In this spirit, governments should consider the management of knowledge an increasing importance. “The essence of knowledge management (KM) is to provide strategies to get the right knowledge to the right people at the right time and in the right format.” (UN e-Government Survey 2008) What, then, is the right knowledge?


The term legal information is as obvious as the word law. It is both apparent and imprecise, and yet we use it rather often. Several scholars have tried to define legal information and legal knowledge, inter alia, Peter Wahlgren in 1992, Erich Schweighofer in 1999, and Robert Richards in 2009.


If we consider the term from a layperson’s perspective, one could define it as the data, the facts and figures, that are necessary to solve an issue–one that cannot be handled amicably–between two persons (either legal or physical). In order for a layperson to be able to utilize legal information she or he has to be able to access, read, understand and apply the information.

The accessing element is one of the tasks that legal information institutes fulfill so elegantly. The term “reading” is here to be understood as information that can be grasped either with one’s eyes or ears. The complexity begins when it comes to understanding and applying the information.
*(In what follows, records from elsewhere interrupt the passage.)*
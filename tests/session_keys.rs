use std::sync::Arc;

use apdu_relay::clock::{ManualClock, SharedClock};
use apdu_relay::config::KeyConfig;
use apdu_relay::crypto::session_keys::KeyExchangeManager;
use apdu_relay::error::AppError;
use chrono::{Duration, Utc};
use tokio::sync::Barrier;

fn manager() -> (Arc<KeyExchangeManager>, Arc<ManualClock>) {
    let clock = Arc::new(ManualClock::new(Utc::now()));
    let shared: SharedClock = clock.clone();
    (Arc::new(KeyExchangeManager::new(&KeyConfig::default(), shared)), clock)
}

#[tokio::test(flavor = "multi_thread", worker_threads = 4)]
async fn concurrent_generation_yields_one_key_set() {
    let (keys, _clock) = manager();
    let start = Arc::new(Barrier::new(16));

    let mut tasks = Vec::new();
    for _ in 0..16 {
        let keys = keys.clone();
        let start = start.clone();
        tasks.push(tokio::spawn(async move {
            start.wait().await;
            keys.generate_session_keys("pair_race").await.unwrap()
        }));
    }

    let mut generated = Vec::new();
    for task in tasks {
        generated.push(task.await.unwrap());
    }
    let first = &generated[0];
    assert!(generated.iter().all(|k| Arc::ptr_eq(k, first)));
    assert_eq!(keys.key_count().await, 1);
}

#[tokio::test]
async fn key_sets_are_distinct_per_session() {
    let (keys, _clock) = manager();
    let a = keys.generate_session_keys("pair_a").await.unwrap();
    let b = keys.generate_session_keys("pair_b").await.unwrap();

    assert!(a.key_id.starts_with("key_"));
    assert_eq!(a.key_id.len(), "key_".len() + 16);
    assert_ne!(a.key_id, b.key_id);
    assert_ne!(a.encryption_key, b.encryption_key);
    assert_ne!(a.encryption_key, a.mac_key);

    let again = keys.get_session_keys("pair_a").await.unwrap();
    assert!(Arc::ptr_eq(&a, &again));
}

#[tokio::test]
async fn keys_expire_after_their_lifetime() {
    let (keys, clock) = manager();
    let issued = keys.generate_session_keys("pair_exp").await.unwrap();
    assert_eq!(issued.expires_at - issued.created_at, Duration::hours(48));

    clock.advance(Duration::hours(48) - Duration::seconds(1));
    assert!(keys.get_session_keys("pair_exp").await.is_ok());

    clock.advance(Duration::seconds(1));
    let err = keys.get_session_keys("pair_exp").await.unwrap_err();
    assert!(matches!(err, AppError::Expired(_)));

    // an expired set is replaced on the next generation
    let renewed = keys.generate_session_keys("pair_exp").await.unwrap();
    assert_ne!(renewed.key_id, issued.key_id);
    assert!(keys.get_session_keys("pair_exp").await.is_ok());
}

#[tokio::test]
async fn cleanup_drops_only_expired_sets() {
    let (keys, clock) = manager();
    keys.generate_session_keys("pair_old").await.unwrap();
    clock.advance(Duration::hours(24));
    keys.generate_session_keys("pair_new").await.unwrap();

    assert_eq!(keys.cleanup_expired_keys().await, 0);

    clock.advance(Duration::hours(24) + Duration::seconds(1));
    assert_eq!(keys.cleanup_expired_keys().await, 1);
    assert_eq!(keys.key_count().await, 1);
    assert!(matches!(
        keys.get_session_keys("pair_old").await.unwrap_err(),
        AppError::NotFound(_)
    ));
    assert!(keys.get_session_keys("pair_new").await.is_ok());
}

#[tokio::test]
async fn revocation_is_idempotent() {
    let (keys, _clock) = manager();
    keys.generate_session_keys("pair_rev").await.unwrap();

    assert!(keys.revoke_session_keys("pair_rev").await);
    assert!(!keys.revoke_session_keys("pair_rev").await);
    assert!(matches!(
        keys.get_session_keys("pair_rev").await.unwrap_err(),
        AppError::NotFound(_)
    ));
}

#[tokio::test]
async fn empty_session_ids_are_rejected() {
    let (keys, _clock) = manager();
    assert!(matches!(
        keys.generate_session_keys("").await.unwrap_err(),
        AppError::Validation(_)
    ));
}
A layperson might have difficulties understanding and applying the Act on income tax even though the law is accessible and readable.

Is this information then still legal information if we assume that the word “information” means that somebody can receive certain signs and data and use this data meaningful in order to increase her or his knowledge? “Knowledge and information […] influence in a reciprocal way. Information modifies knowledge and knowledge guides potential use of information.” (Schweighofer)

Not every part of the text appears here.